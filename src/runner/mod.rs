//! Wiring of a session to the real terminal.

pub mod shell;

pub use shell::{Shell, ShellOptions};

use std::io;
use std::path::PathBuf;

use anyhow::Context;
use console::Term;

use crate::app::{ActionSink, Explorer, Settings};

/// Run an interactive session on stdin/stdout starting in `start_dir`.
pub fn run_app(start_dir: PathBuf, settings: &Settings, sink: Box<dyn ActionSink>) -> anyhow::Result<()> {
    if !settings.color {
        console::set_colors_enabled(false);
    }

    let term = Term::stdout();
    let options = ShellOptions {
        clear_screen: settings.clear_screen && term.is_term(),
        pause: settings.pause_after_action,
    };
    tracing::debug!(start_dir = %start_dir.display(), ?options, "starting session");

    let explorer = Explorer::new(start_dir, sink).with_max_depth(settings.max_depth);
    let stdin = io::stdin();
    let mut shell = Shell::new(explorer, stdin.lock(), io::stdout(), options).with_screen(term);
    shell.run().context("terminal I/O failed")
}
* * *
Where a line of the data holds the word "terminal", copy that line.

//! Wiring of a session to the real terminal.
    shell.run().context("terminal I/O failed")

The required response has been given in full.